Sampai tahap ini era rektor wanita seperti tak terbendung: Rektor ITB wanita: Prof Dr Ir NR Reini Djuhraeni Wirahadikusumah. Rektor Universitas Padjadjaran wanita: Prof Rina Indiastuti.
Rektor Universitas Gadjah Mada juga wanita: Prof Dr dr Ova Emilia. Sabtu lalu saya bertemu Prof Rina di MarkPlus Jakarta. Malamnya bertemu Prof Ova nonton bareng konser Ariel Noah.
Dari lima besar itu akan dikerucutkan menjadi 'tiga besar'. Kali ini giliran senat yang melakukan pemilihan. Yakni setelah lima calon itu memaparkan program mereka di depan senat. Pemungutan suara di senat juga pakai e-aspirasi. Jumlah yang tergabung di senat 71 orang. Seru juga.
Tiga besar itu sudah terpilih dua hari lalu. Agus Muhammad Hatta MT MSi PhD dari Departemen Teknik Fisika, Bambang Pramujati ST MScEng PhD dari Departemen Teknik Mesin, dan Dr Ir Machsus ST MT dari Departemen Teknik Infrastruktur Sipil.
Sri Gunani yang tidak lolos ke tiga besar adalah guru besar tehnik sistem dan industri. Di ITS bidang itu masuk di fakultas tehnologi industri rekayasa sistem.
Gunani sudah 33 tahun mengabdi di ITS. Menadi direktur SDM di sana.

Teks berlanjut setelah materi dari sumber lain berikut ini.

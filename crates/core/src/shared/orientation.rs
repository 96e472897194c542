use super::frame::Frame;
use super::geometry::NormalizedRect;

/// Clockwise rotation that must be applied to the stored (encoded) frame
/// to display it upright, as recorded in the container's transform.
#[derive(Clone, Copy, Debug, Default, PartialEq, Eq)]
pub enum Orientation {
    #[default]
    Up,
    Right,
    Down,
    Left,
}

impl Orientation {
    /// Snaps an arbitrary angle in degrees to the nearest quarter turn.
    pub fn from_degrees(angle: i32) -> Self {
        match angle.rem_euclid(360) {
            45..=134 => Orientation::Right,
            135..=224 => Orientation::Down,
            225..=315 => Orientation::Left,
            _ => Orientation::Up,
        }
    }

    pub fn degrees(&self) -> i32 {
        match self {
            Orientation::Up => 0,
            Orientation::Right => 90,
            Orientation::Down => 180,
            Orientation::Left => 270,
        }
    }

    pub fn inverse(&self) -> Self {
        match self {
            Orientation::Up => Orientation::Up,
            Orientation::Right => Orientation::Left,
            Orientation::Down => Orientation::Down,
            Orientation::Left => Orientation::Right,
        }
    }

    pub fn swaps_axes(&self) -> bool {
        matches!(self, Orientation::Right | Orientation::Left)
    }

    /// Maps a rectangle from upright (display) space to stored-frame space.
    pub fn to_stored(&self, r: &NormalizedRect) -> NormalizedRect {
        match self {
            Orientation::Up => *r,
            Orientation::Right => NormalizedRect::new(r.y, 1.0 - r.x - r.width, r.height, r.width),
            Orientation::Down => {
                NormalizedRect::new(1.0 - r.x - r.width, 1.0 - r.y - r.height, r.width, r.height)
            }
            Orientation::Left => NormalizedRect::new(1.0 - r.y - r.height, r.x, r.height, r.width),
        }
    }

    /// Maps a rectangle from stored-frame space to upright space.
    pub fn to_upright(&self, r: &NormalizedRect) -> NormalizedRect {
        self.inverse().to_stored(r)
    }

    /// Returns a copy of the stored frame rotated so that it displays upright.
    pub fn upright_frame(&self, frame: &Frame) -> Frame {
        if *self == Orientation::Up {
            return frame.clone();
        }

        let w = frame.width() as usize;
        let h = frame.height() as usize;
        let c = frame.channels() as usize;
        let (out_w, out_h) = if self.swaps_axes() { (h, w) } else { (w, h) };
        let src = frame.data();
        let mut out = vec![0u8; src.len()];

        for uy in 0..out_h {
            for ux in 0..out_w {
                let (sx, sy) = match self {
                    Orientation::Right => (uy, h - 1 - ux),
                    Orientation::Down => (w - 1 - ux, h - 1 - uy),
                    Orientation::Left => (w - 1 - uy, ux),
                    Orientation::Up => (ux, uy),
                };
                let s = (sy * w + sx) * c;
                let d = (uy * out_w + ux) * c;
                out[d..d + c].copy_from_slice(&src[s..s + c]);
            }
        }

        Frame::new(out, out_w as u32, out_h as u32, frame.channels(), frame.index())
            .with_pts(frame.pts())
    }
}
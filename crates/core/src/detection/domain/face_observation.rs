use crate::shared::geometry::NormalizedRect;

/// One detector result for one frame, in upright normalized coordinates.
#[derive(Clone, Copy, Debug, PartialEq)]
pub struct FaceObservation {
    pub bbox: NormalizedRect,
    pub confidence: f64,
}

impl FaceObservation {
    pub fn new(bbox: NormalizedRect, confidence: f64) -> Self {
        Self { bbox, confidence }
    }

    pub fn is_well_formed(&self) -> bool {
        self.bbox.is_well_formed() && (0.0..=1.0).contains(&self.confidence)
    }
}
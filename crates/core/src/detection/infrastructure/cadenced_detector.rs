use crate::detection::domain::face_detector::FaceDetector;
use crate::detection::domain::face_observation::FaceObservation;
use crate::shared::error::{DetectionError, InputValidationError};
use crate::shared::frame::Frame;
use crate::shared::orientation::Orientation;

/// Decorator that runs detection only on frames whose index is a multiple
/// of `interval`, returning the last detection result in between.
///
/// The tracker still runs on every frame, so cached observations keep
/// matched tracks Active and predicted motion is only used once a face
/// actually drops out of the detector's results.
pub struct CadencedDetector {
    inner: Box<dyn FaceDetector>,
    interval: usize,
    cached: Vec<FaceObservation>,
}

impl CadencedDetector {
    pub fn new(inner: Box<dyn FaceDetector>, interval: usize) -> Result<Self, InputValidationError> {
        if interval < 1 {
            return Err(InputValidationError::InvalidCadence(interval));
        }
        Ok(Self {
            inner,
            interval,
            cached: Vec::new(),
        })
    }

    pub fn interval(&self) -> usize {
        self.interval
    }

    fn is_sampled(&self, frame: &Frame) -> bool {
        frame.index() % self.interval == 0
    }
}

impl FaceDetector for CadencedDetector {
    fn detect(
        &mut self,
        frame: &Frame,
        orientation: Orientation,
    ) -> Result<Vec<FaceObservation>, DetectionError> {
        if !self.is_sampled(frame) {
            return Ok(self.cached.clone());
        }
        match self.inner.detect(frame, orientation) {
            Ok(observations) => {
                self.cached = observations.clone();
                Ok(observations)
            }
            Err(e) => {
                // A failed sample must not keep replaying faces from before it.
                self.cached.clear();
                Err(e)
            }
        }
    }
}
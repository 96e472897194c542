use crate::shared::error::CompositingError;
use crate::shared::frame::Frame;
use crate::shared::geometry::NormalizedRect;

/// Domain interface for obscuring face regions within a frame.
///
/// Rectangles are normalized to the stored frame. Implementations modify
/// the frame in place.
pub trait RegionCompositor: Send {
    fn composite_region(
        &self,
        frame: &mut Frame,
        rect: &NormalizedRect,
    ) -> Result<(), CompositingError>;

    /// Composites every rectangle in order; where two regions overlap the
    /// later one wins. A region that fails is logged and skipped.
    ///
    /// Returns the number of regions actually composited.
    fn composite(&self, frame: &mut Frame, rects: &[NormalizedRect]) -> usize {
        let mut applied = 0;
        for rect in rects {
            match self.composite_region(frame, rect) {
                Ok(()) => applied += 1,
                Err(e) => log::warn!("Frame {}: skipping region {rect:?}: {e}", frame.index()),
            }
        }
        applied
    }
}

Slogan kampanye Gunani: SMART –spesifik, measurable, relevan dan time bound.
Calon yang laki-laki, Prof Tri Arief, yang tidak masuk lima besar akhir itu, adalah guru besar Biomedik. Pidato guru besarnya berjudul 'analisis dan proses citra biomedik untuk kedokteran'. Doktornya dari Groningen Belanda –juga di bidang biomedik.
Misinya: hilirisasi riset.
Slogannya: B3TA –bersatu, berkinerja, berkelanjutan dan saya lupa Ta-nya apa.
Carek satunya lagi: Agus Muhamad Hatta. Ia ahli optical fiber sensing. Lulusan tehnik fisika ITS. Doktornya di Technological University Glasgow.
Agus punya 110 inovasi. Pernah jadi direktur inovasi ITS. Anak 3 orang. Slogannya: KITA --karakter, inovasi dan tatakelola.
Tiga orang itu akan menghadap menteri. Semacam dites. Tiga orang inilah: Agus Muhammad Hatta, Bambang Pramijati, dan Machsus yang akan dipilih di tahap selanjutnya. Yang memilih kali itu majelis wali amanah (MWA) –yang diketuai Prof Dr Muh Nuh. Pak Nuh, Anda sudah tahu: mantan rektor ITS, mantan menkominfo serta mantan menteri pendidikan kebudayaan.
Hasil pilihan MWA inilah yang akan diajukan ke menteri pendidikan dan kebudayaan. Lengkap dengan perolehan suara mereka.
Setelah melihat skor itu menteri akan menjatuhkan suaranya ke siapa. Jumlah suara menteri 30 persen. Tidak harus ke yang nomor 1 pilihan MWA. Terserah menteri.
Dalam kasus Pemilu rektor Unpad, suara menteri dibagi tiga. Rata. Masing-masing 10 persen. Siapa pun yang terpilih sama dekatnya dengan menteri.
Setelah menteri menjatuhkan pilihan, hasil perolehan suara final itu dikembalilan ke MWA. Disyahkan oleh MWA: 20 Desember depan ITS punya rektor baru. Menggantikan Prof Dr Moch Ashari yang sangat berprestasi.
Sistem Pemilu Rektor seperti itu sudah terbukti menghasilkan Prof Ashari yang berkualitas tinggi. Masih harus ada bukti sekali lagi dari Pemilu kali ini.
Di Indonesia sistem Pemilu rektor diserahkan ke MWA. Karena itu ada MWA yang merasa punya kuasa besar: seperti di UNS Solo. MWA-nya akan ngotot melantik rektor pilihan mereka --abai pada suara menteri. Ngotot.
Sesaat sebelum pelantikan, MWA-nya dibekukan oleh menteri. Sampai sekarang.
Pejabat yang tidak menggunakan kekuasaan disebut abai.
Kelebihan menggunakan kekuasaan dinilai diktator.